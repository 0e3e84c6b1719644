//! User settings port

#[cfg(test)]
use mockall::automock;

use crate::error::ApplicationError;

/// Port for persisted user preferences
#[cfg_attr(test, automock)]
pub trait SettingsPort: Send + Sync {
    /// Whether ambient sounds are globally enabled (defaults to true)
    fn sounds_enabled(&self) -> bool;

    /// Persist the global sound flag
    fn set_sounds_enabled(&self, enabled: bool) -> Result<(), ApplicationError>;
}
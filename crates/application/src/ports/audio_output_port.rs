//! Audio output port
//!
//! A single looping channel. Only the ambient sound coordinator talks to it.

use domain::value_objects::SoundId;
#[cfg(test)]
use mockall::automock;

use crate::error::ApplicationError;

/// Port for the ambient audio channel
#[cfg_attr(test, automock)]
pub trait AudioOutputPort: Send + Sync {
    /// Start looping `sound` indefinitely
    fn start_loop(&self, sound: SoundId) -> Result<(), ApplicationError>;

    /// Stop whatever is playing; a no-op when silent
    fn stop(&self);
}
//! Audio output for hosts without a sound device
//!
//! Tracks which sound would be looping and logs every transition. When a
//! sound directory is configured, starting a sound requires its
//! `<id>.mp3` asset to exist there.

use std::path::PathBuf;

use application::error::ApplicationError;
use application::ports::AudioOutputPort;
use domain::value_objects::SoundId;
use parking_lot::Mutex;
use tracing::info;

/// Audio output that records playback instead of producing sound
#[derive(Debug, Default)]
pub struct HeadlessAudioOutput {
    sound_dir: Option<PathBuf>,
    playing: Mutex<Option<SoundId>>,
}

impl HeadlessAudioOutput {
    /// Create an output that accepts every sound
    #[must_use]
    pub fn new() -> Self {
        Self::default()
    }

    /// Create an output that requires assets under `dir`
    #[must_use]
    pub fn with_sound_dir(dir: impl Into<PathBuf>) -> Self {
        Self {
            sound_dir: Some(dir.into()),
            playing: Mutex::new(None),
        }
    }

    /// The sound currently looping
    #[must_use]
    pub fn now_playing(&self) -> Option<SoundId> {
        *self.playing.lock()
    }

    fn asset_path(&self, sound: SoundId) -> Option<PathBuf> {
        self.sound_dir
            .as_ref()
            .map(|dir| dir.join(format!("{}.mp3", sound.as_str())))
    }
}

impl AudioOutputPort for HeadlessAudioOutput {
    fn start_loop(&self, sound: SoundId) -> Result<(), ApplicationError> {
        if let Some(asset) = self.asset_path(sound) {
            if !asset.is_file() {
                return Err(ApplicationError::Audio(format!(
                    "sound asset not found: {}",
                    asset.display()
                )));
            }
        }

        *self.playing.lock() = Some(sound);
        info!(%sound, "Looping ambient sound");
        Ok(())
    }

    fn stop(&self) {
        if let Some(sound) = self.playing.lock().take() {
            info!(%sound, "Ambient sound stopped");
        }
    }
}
--
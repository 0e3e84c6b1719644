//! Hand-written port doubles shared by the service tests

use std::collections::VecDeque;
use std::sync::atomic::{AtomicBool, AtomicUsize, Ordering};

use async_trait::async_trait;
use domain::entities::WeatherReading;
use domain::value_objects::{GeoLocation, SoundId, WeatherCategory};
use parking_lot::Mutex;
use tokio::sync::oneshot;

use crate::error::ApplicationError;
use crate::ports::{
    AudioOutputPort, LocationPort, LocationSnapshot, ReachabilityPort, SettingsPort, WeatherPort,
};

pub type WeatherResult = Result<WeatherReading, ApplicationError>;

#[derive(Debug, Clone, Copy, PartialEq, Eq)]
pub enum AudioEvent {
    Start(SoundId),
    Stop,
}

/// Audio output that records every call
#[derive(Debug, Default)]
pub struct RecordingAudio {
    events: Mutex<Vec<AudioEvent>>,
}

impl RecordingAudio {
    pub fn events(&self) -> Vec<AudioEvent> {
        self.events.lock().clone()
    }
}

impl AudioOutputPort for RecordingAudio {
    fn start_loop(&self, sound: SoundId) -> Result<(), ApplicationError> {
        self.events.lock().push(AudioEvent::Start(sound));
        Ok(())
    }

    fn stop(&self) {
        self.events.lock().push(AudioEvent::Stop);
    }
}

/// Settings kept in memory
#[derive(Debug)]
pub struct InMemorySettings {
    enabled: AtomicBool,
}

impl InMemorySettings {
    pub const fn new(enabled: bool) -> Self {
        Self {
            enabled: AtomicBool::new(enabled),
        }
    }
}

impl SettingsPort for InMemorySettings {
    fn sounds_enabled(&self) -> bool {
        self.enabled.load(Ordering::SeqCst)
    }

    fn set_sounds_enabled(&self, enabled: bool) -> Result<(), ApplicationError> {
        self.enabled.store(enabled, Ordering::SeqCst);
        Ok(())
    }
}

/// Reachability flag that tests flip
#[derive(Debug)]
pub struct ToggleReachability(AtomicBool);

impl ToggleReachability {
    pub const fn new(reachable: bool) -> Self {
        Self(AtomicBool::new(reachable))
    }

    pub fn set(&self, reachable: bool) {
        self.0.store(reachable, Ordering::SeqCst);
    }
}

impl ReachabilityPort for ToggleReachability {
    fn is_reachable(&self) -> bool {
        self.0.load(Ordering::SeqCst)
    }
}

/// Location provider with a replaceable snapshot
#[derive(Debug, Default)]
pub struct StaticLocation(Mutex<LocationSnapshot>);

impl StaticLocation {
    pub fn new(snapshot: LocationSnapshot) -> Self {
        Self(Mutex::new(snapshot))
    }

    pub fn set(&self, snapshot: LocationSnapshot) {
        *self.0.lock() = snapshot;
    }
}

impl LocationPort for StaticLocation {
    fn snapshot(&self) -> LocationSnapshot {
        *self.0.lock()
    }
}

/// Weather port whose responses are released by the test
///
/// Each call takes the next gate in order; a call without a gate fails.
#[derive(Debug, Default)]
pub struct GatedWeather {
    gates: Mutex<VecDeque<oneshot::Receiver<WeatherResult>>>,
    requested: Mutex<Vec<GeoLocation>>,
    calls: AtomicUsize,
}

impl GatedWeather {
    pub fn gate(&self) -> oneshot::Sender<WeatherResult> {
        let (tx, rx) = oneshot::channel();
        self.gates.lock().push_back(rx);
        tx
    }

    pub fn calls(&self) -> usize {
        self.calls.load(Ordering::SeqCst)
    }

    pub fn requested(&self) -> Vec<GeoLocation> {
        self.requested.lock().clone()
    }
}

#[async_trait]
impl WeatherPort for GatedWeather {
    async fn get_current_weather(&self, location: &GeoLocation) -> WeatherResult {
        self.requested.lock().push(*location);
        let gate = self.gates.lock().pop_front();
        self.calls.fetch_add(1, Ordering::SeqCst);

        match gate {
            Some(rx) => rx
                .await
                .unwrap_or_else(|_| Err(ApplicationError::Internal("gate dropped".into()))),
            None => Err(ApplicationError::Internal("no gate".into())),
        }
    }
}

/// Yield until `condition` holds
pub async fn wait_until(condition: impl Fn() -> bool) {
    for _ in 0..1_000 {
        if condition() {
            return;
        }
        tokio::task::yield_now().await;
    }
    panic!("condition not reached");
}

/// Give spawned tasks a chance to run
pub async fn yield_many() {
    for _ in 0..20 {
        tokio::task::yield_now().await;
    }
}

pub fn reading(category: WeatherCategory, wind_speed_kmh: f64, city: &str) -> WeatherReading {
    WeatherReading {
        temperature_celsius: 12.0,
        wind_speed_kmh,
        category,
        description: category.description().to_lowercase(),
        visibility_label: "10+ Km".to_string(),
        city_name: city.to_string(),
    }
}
==
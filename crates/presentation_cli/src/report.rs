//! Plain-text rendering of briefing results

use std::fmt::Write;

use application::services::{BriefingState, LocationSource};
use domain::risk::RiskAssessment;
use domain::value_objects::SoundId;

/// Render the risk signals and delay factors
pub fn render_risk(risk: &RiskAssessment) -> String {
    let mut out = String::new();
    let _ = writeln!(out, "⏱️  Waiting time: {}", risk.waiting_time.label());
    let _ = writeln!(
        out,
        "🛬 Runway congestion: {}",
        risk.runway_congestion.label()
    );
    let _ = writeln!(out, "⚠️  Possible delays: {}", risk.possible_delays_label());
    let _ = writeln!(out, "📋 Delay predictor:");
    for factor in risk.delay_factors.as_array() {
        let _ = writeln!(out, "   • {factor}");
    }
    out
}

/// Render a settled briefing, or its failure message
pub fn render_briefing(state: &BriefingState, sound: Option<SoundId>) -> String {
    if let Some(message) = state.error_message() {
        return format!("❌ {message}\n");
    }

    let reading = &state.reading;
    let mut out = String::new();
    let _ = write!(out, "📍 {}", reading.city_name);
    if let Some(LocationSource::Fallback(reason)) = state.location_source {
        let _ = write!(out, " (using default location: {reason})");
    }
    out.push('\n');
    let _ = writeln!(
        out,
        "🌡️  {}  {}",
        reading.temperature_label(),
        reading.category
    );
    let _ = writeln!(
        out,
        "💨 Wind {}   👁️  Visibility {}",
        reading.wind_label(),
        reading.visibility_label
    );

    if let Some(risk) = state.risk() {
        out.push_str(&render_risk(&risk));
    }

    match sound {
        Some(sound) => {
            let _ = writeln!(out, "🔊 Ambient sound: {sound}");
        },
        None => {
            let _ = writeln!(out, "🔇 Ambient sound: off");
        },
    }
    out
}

Task description -
Would you copy all lines in the records where the string "Internal" appears?

Exercise response -
                .unwrap_or_else(|_| Err(ApplicationError::Internal("gate dropped".into()))),
            None => Err(ApplicationError::Internal("no gate".into())),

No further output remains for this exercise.